# Image Classification

Satellite images often need to be classified (assigned to a fixed set of types) or to be used for detection of various features of interest.  Here we will look at the classification case, using labelled satellite images from various categories from the [UCMerced LandUse dataset](http://weegee.vision.ucmerced.edu/datasets/landuse.html). scikit-learn is useful for general numeric data types, but it doesn't have significant support for working with images. Luckily, there are various deep-learning and convolutional-network libraries that do support images well, including Keras (backed by TensorFlow) as we will use here. To run this notebook, you will first need to download the dataset and put it in ../data/.

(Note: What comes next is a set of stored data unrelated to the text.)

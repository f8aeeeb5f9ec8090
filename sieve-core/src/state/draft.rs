//! Copy-on-Write Drafts
//!
//! A [`Draft`] is the mutable view an updater works on. It starts out as a
//! clone of the current root, which costs one reference count. Writes
//! descend with `Arc::make_mut`: a node that is still shared with the
//! committed state is cloned (shallowly) before it is modified, a node that
//! was already cloned by an earlier write is modified in place.
//!
//! The result is a new tree in which only the nodes on written paths are new
//! allocations. Everything else is shared with the previous state, which is
//! exactly what identity-based change detection relies on.

use std::sync::Arc;

use super::{DependencyPath, Map, Value};

/// Mutable, copy-on-write view over a state tree.
#[derive(Debug, Clone)]
pub struct Draft {
    base: Value,
    root: Value,
}

impl Draft {
    /// Start a draft from `base`.
    pub fn new(base: &Value) -> Self {
        Self {
            base: base.clone(),
            root: base.clone(),
        }
    }

    /// The current root, including any writes made so far.
    pub fn root(&self) -> &Value {
        &self.root
    }

    /// Direct mutable access to the root.
    ///
    /// Writing through this reference skips the no-op detection that
    /// [`set`](Self::set) performs.
    pub fn root_mut(&mut self) -> &mut Value {
        &mut self.root
    }

    /// Replace the whole tree.
    pub fn replace(&mut self, value: impl Into<Value>) {
        self.root = value.into();
    }

    /// Whether the root differs (by identity) from the base.
    pub fn is_modified(&self) -> bool {
        !self.root.strict_eq(&self.base)
    }

    /// Read the value at `path` without copying anything.
    ///
    /// Unlike dependency resolution this is a plain structural walk: it only
    /// fails where a key is actually missing.
    pub fn get(&self, path: impl Into<DependencyPath>) -> Option<&Value> {
        let path = path.into();
        path.segments()
            .iter()
            .try_fold(&self.root, |node, segment| node.get(segment))
    }

    /// Mutable access to an existing value.
    ///
    /// Every node on the path is detached from the committed state, so only
    /// call this when you intend to write.
    pub fn get_mut(&mut self, path: impl Into<DependencyPath>) -> Option<&mut Value> {
        let path = path.into();
        self.get(&path)?;
        let mut current = &mut self.root;
        for segment in path.segments() {
            current = current.child_mut(segment)?;
        }
        Some(current)
    }

    /// Write `value` at `path`, creating intermediate maps as needed.
    ///
    /// Intermediate scalars are replaced by empty maps. A numeric segment
    /// into a list writes that index, padding the list with nulls when the
    /// index is past the end. A non-numeric segment turns the list into a map
    /// keyed by index, keeping its elements. Writing a value strictly equal to the current one is
    /// a no-op and keeps the tree's identity.
    pub fn set(&mut self, path: impl Into<DependencyPath>, value: impl Into<Value>) {
        let path = path.into();
        let value = value.into();
        if self.get(&path).is_some_and(|current| current.strict_eq(&value)) {
            return;
        }
        let mut current = &mut self.root;
        for segment in path.segments() {
            current = descend_or_create(current, segment);
        }
        *current = value;
    }

    /// Apply `f` to the value at `path`. Returns `false` if the path is
    /// missing, in which case nothing is copied.
    pub fn update<F>(&mut self, path: impl Into<DependencyPath>, f: F) -> bool
    where
        F: FnOnce(&mut Value),
    {
        match self.get_mut(path) {
            Some(value) => {
                f(value);
                true
            }
            None => false,
        }
    }

    /// Remove and return the value at `path`.
    pub fn remove(&mut self, path: impl Into<DependencyPath>) -> Option<Value> {
        let path = path.into();
        self.get(&path)?;
        let (last, parents) = path.segments().split_last()?;
        let mut parent = &mut self.root;
        for segment in parents {
            parent = parent.child_mut(segment)?;
        }
        match parent {
            Value::Map(map) => Arc::make_mut(map).shift_remove(last.as_str()),
            Value::List(list) => {
                let index = last.parse::<usize>().ok()?;
                Some(Arc::make_mut(list).remove(index))
            }
            _ => None,
        }
    }

    /// Append to the list at `path`. A missing or non-list target becomes a
    /// one-element list.
    pub fn push(&mut self, path: impl Into<DependencyPath>, value: impl Into<Value>) {
        let path = path.into();
        let value = value.into();
        let mut current = &mut self.root;
        for segment in path.segments() {
            current = descend_or_create(current, segment);
        }
        match current {
            Value::List(list) => Arc::make_mut(list).push(value),
            other => *other = Value::List(Arc::new(vec![value])),
        }
    }

    /// Consume the draft and return the new root.
    pub fn finish(self) -> Value {
        self.root
    }
}

/// Step into `key` below `node`, making room for it if necessary.
fn descend_or_create<'a>(node: &'a mut Value, key: &str) -> &'a mut Value {
    let list_slot = match &*node {
        Value::List(_) => key.parse::<usize>().ok(),
        _ => None,
    };
    match (node, list_slot) {
        (Value::List(list), Some(index)) => {
            let list = Arc::make_mut(list);
            if index >= list.len() {
                list.resize(index + 1, Value::Null);
            }
            &mut list[index]
        }
        (node, _) => ensure_map(node)
            .entry(key.to_owned())
            .or_insert(Value::Null),
    }
}

/// Make `node` a map. Lists keep their elements under their index keys;
/// scalars are dropped.
fn ensure_map(node: &mut Value) -> &mut Map {
    match node {
        Value::Map(_) => {}
        Value::List(list) => {
            let map: Map = list
                .iter()
                .enumerate()
                .map(|(index, item)| (index.to_string(), item.clone()))
                .collect();
            *node = Value::from(map);
        }
        _ => *node = Value::empty_map(),
    }
    match node {
        Value::Map(map) => Arc::make_mut(map),
        _ => unreachable!("non-map node was replaced above"),
    }
}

<!-- Direct link: http://weegee.vision.ucmerced.edu/datasets/UCMerced_LandUse.zip -->

In [None]:
import os
import intake
import glob

import numpy as np
import geoviews as gv
import holoviews as hv
import pandas as pd

gv.extension('bokeh')

#### Get the classes and files

In [None]:
path = '../data/UCMerced_LandUse/Images/'
classes = np.array([f.split('/')[-1] for f in glob.glob(path+'*')])
files = {c: glob.glob(os.path.join(path, c, '*')) for c in classes}

In [None]:
classes

#### Split files into train and test sets

In [None]:
train_set = list(np.random.choice(np.arange(100), 80, False))
test_set = [i for i in range(100) if i not in train_set]

train_files = {c: [f for f in fs if int(f[-6:-4]) in train_set] for c, fs in files.items()}
test_files  = {c: [f for f in fs if int(f[-6:-4]) in test_set]  for c, fs in files.items()}

#### Define function to sample from train or test set

In [None]:
def get_sample(cls, set='training'):
    files = train_files if set == 'training' else test_files
    flist = list(files[cls])
    f = flist[np.random.randint(len(flist))]
    return gv.RGB.load_tiff(f).relabel(cls)

Samples are loaded as xarrays:

In [None]:
get_sample(classes[0]).data

But are actually visualizable RGB Images:

In [None]:
gv.Layout([get_sample(s) for s in np.random.choice(classes, 4)]).cols(2)

## Define the model

A simple convolutional network using Keras:

In [None]:
from keras.models import Sequential
from keras.layers import Conv2D, MaxPooling2D
from keras.layers import Activation, Dropout, Flatten, Dense

model = Sequential()
model.add(Conv2D(32, (3, 3), input_shape=(100, 100, 3)))
model.add(Activation('relu'))
model.add(MaxPooling2D(pool_size=(3, 3)))

model.add(Conv2D(32, (3, 3)))
model.add(Activation('relu'))
model.add(MaxPooling2D(pool_size=(2, 2)))

model.add(Conv2D(64, (3, 3)))
model.add(Activation('relu'))
model.add(MaxPooling2D(pool_size=(2, 2)))

model.add(Flatten())  # this converts our 3D feature maps to 1D feature vectors
model.add(Dense(64))
model.add(Activation('relu'))
model.add(Dropout(0.5))
model.add(Dense(21))
model.add(Activation('sigmoid'))

model.compile(loss='categorical_crossentropy',
              optimizer='rmsprop',
              metrics=['accuracy'])

## Declare the data

We will define a generator that loads chunks of the data:

In [None]:
ntraining = 10000

def get_array(rgb):
    h, w = rgb.interface.shape(rgb, True)
    b = np.random.randint(h-100)
    l = np.random.randint(w-100)
    return np.dstack([np.flipud(rgb.dimension_values(d, flat=False)[b:b+100, l:l+100])/255 for d in rgb.vdims])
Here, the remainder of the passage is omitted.